A Test Dataset of Offensive Malay Language by a Cyberbullying Detection Model on Instagram Using Support Vector Machine

Social media services have become a prevalent communication tool due to their capability to instantly share information with a large number of people for free. However, social media also facilitate cyberbullying, and studies have shown that cyberbullying on social media has a severe impact compared to other platforms. In some cases, cyberbullying provokes tragic problems, such as suicide. The information shared on social media services provides a massive amount of textual data, which can be used to explore patterns of human behaviors including cyberbullying. This paper aims to build a dataset of offensive language for research on cyberbullying in the Malay language through a series of baseline experiments by implementing SVM classifiers. These preliminary experiments helped to understand the performance of automatic tools that mine for abusive language within a corpus of Malay texts.
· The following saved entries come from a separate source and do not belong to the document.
//! The response dispatcher and the host-facing adapter.
//!
//! [`dispatch`] is the single suspension point of the pipeline: it hands the
//! composed prompt to the host's generation function exactly once and awaits
//! the result. [`Understudy`] wires the collaborator contracts together and
//! runs the full reader → composer → dispatcher chain for one user action at
//! a time.

use std::sync::atomic::{AtomicBool, Ordering};
use std::sync::{Arc, Mutex};
use std::time::Instant;

use tracing::{debug, warn};

use crate::SETTINGS_KEY;
use crate::error::UnderstudyError;
use crate::history::project;
use crate::host::{ChatHost, Confirmer, Generator, SettingsStore};
use crate::prompt::compose;
use crate::settings::Settings;
use crate::OutgoingMessage;

// ── Dispatcher ─────────────────────────────────────────────────────

/// Submit a composed prompt to the generation backend.
///
/// Invokes the backend exactly once, awaits its result, and fails with
/// [`UnderstudyError::EmptyResponse`] when the result is blank after
/// trimming. On success the response text is returned unmodified;
/// presentation and insertion are the caller's concern.
pub async fn dispatch(prompt: &str, generator: &dyn Generator) -> Result<String, UnderstudyError> {
    debug!("dispatching prompt ({} chars)", prompt.chars().count());
    let start = Instant::now();

    let response = generator
        .generate(prompt)
        .await
        .map_err(UnderstudyError::Generation)?;

    debug!(
        "generation finished in {:.1}s ({} chars)",
        start.elapsed().as_secs_f64(),
        response.chars().count()
    );

    if response.trim().is_empty() {
        return Err(UnderstudyError::EmptyResponse);
    }
    Ok(response)
}

// ── Outcome ────────────────────────────────────────────────────────

/// A completed impersonation: what was asked and what came back.
#[derive(Clone, Debug)]
pub struct Impersonation {
    pub character_name: String,
    /// The full composed prompt that was dispatched.
    pub prompt: String,
    /// The raw response text, unmodified.
    pub response: String,
}

// ── Adapter ────────────────────────────────────────────────────────

/// The one adapter between the pipeline and its host.
///
/// Collaborators are injected once at construction; the required chat
/// surface is an `Arc<dyn ChatHost>`, and each optional capability is an
/// `Option`. When the host lacks one, the flow fails with the matching
/// taxonomy error instead of probing at call sites.
///
/// Settings live behind a lock and are snapshotted per invocation, so the
/// composer and dispatcher only ever see an explicit, immutable value.
/// A single atomic latch admits one generation at a time; an overlapping
/// request fails fast with [`UnderstudyError::GenerationInFlight`].
pub struct Understudy {
    host: Arc<dyn ChatHost>,
    generator: Option<Arc<dyn Generator>>,
    confirmer: Option<Arc<dyn Confirmer>>,
    store: Option<Arc<dyn SettingsStore>>,
    settings: Mutex<Settings>,
    in_flight: AtomicBool,
}

impl Understudy {
    /// Create an adapter over the host's chat surface with default settings
    /// and no optional capabilities.
    pub fn new(host: Arc<dyn ChatHost>) -> Self {
        Self {
            host,
            generator: None,
            confirmer: None,
            store: None,
            settings: Mutex::new(Settings::default()),
            in_flight: AtomicBool::new(false),
        }
    }

    /// Wire the host's generation function.
    pub fn with_generator(mut self, generator: Arc<dyn Generator>) -> Self {
        self.generator = Some(generator);
        self
    }

    /// Wire the host's confirmation surface.
    pub fn with_confirmer(mut self, confirmer: Arc<dyn Confirmer>) -> Self {
        self.confirmer = Some(confirmer);
        self
    }

    /// Wire the host's settings store and load the saved settings.
    ///
    /// A store with nothing saved yet is seeded with the defaults, so the
    /// settings UI has a record to edit from the first session on.
    pub fn with_settings_store(mut self, store: Arc<dyn SettingsStore>) -> Self {
        match store.load(SETTINGS_KEY) {
            Some(loaded) => {
                if let Ok(mut settings) = self.settings.lock() {
                    *settings = loaded;
                }
            }
            None => {
                if let Err(e) = store.persist(SETTINGS_KEY, &self.settings()) {
                    warn!("could not seed settings store: {e}");
                }
            }
        }
        self.store = Some(store);
        self
    }

    /// Snapshot of the current settings.
    pub fn settings(&self) -> Settings {
        self.settings
            .lock()
            .map(|settings| settings.clone())
            .unwrap_or_default()
    }

    /// Mutate the settings under the lock, persist the result, and return
    /// the new snapshot. Store failures are logged, never fatal.
    pub fn update_settings(&self, mutate: impl FnOnce(&mut Settings)) -> Settings {
        let snapshot = match self.settings.lock() {
            Ok(mut settings) => {
                mutate(&mut settings);
                settings.clone()
            }
            Err(_) => return Settings::default(),
        };
        if let Some(store) = &self.store
            && let Err(e) = store.persist(SETTINGS_KEY, &snapshot)
        {
            warn!("failed to persist settings: {e}");
        }
        snapshot
    }

    /// Run the full reader → composer → dispatcher chain.
    ///
    /// `input` is the optional situation or message to respond to;
    /// `template_override` replaces the configured templates for this
    /// invocation only. The generated text is returned without being shown
    /// or inserted anywhere; see [`offer_to_chat`](Self::offer_to_chat).
    pub async fn impersonate(
        &self,
        input: Option<&str>,
        template_override: Option<&str>,
    ) -> Result<Impersonation, UnderstudyError> {
        let _latch = self.acquire_latch()?;

        let character = self
            .host
            .current_character()
            .ok_or(UnderstudyError::NoCharacterSelected)?;
        let settings = self.settings().with_template_override(template_override);
        let user_name = self.host.user_display_name();

        let history = project(
            &self.host.chat_log(),
            settings.max_history_messages,
            user_name.as_deref(),
        );
        let prompt = compose(&character, &settings, &history, input, user_name.as_deref());

        let generator = self
            .generator
            .as_ref()
            .ok_or(UnderstudyError::GenerationUnavailable)?;
        let response = dispatch(&prompt, generator.as_ref()).await?;

        Ok(Impersonation {
            character_name: character.name,
            prompt,
            response,
        })
    }

    /// Ask the user whether a generated reply should be inserted into the
    /// chat, and insert it on an affirmative answer.
    ///
    /// Returns whether the reply was inserted. With no confirmation surface
    /// wired this is [`UnderstudyError::DisplayUnavailable`]; the caller
    /// must then surface the text some other way rather than drop it.
    pub async fn offer_to_chat(
        &self,
        character_name: &str,
        response: &str,
    ) -> Result<bool, UnderstudyError> {
        let confirmer = self
            .confirmer
            .as_ref()
            .ok_or(UnderstudyError::DisplayUnavailable)?;

        let question = format!(
            "{character_name} (Impersonated) says:\n\n{response}\n\nInsert this response into the chat?"
        );
        if !confirmer.confirm(&question).await {
            return Ok(false);
        }

        let message = OutgoingMessage::impersonated(character_name, response);
        if let Err(e) = self.host.append_message(message) {
            warn!("could not append impersonated message to chat: {e}");
            confirmer.notify("The response could not be inserted into the chat.");
            return Ok(false);
        }
        self.host.refresh_chat_view();
        Ok(true)
    }

    fn acquire_latch(&self) -> Result<LatchGuard<'_>, UnderstudyError> {
        if self
            .in_flight
            .compare_exchange(false, true, Ordering::AcqRel, Ordering::Acquire)
            .is_err()
        {
            return Err(UnderstudyError::GenerationInFlight);
        }
        Ok(LatchGuard {
            latch: &self.in_flight,
        })
    }
}

/// Releases the one-in-flight latch on drop, whichever way the flow exits.
struct LatchGuard<'a> {
    latch: &'a AtomicBool,
}

impl Drop for LatchGuard<'_> {
    fn drop(&mut self) {
        self.latch.store(false, Ordering::Release);
    }
}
To achieve the objectives, social media extraction methods and new crawling technologies oriented have been developed to monitor the Instagram accounts of popular Malaysian celebrities. The resulting collection contains 165,239 real-world comments associated with 27 Instagram public accounts. A sample of this corpus was manually labelled in terms of cyberbullying categories. After the dataset was cleaned, normalized, and vectorized, this led to a collection of 527 comments. Following a standard training (70%) and test (30%) split, the SVM classifier was developed and evaluated. These initial experiments produced a model accuracy of 75% and f1-scores of around 75%.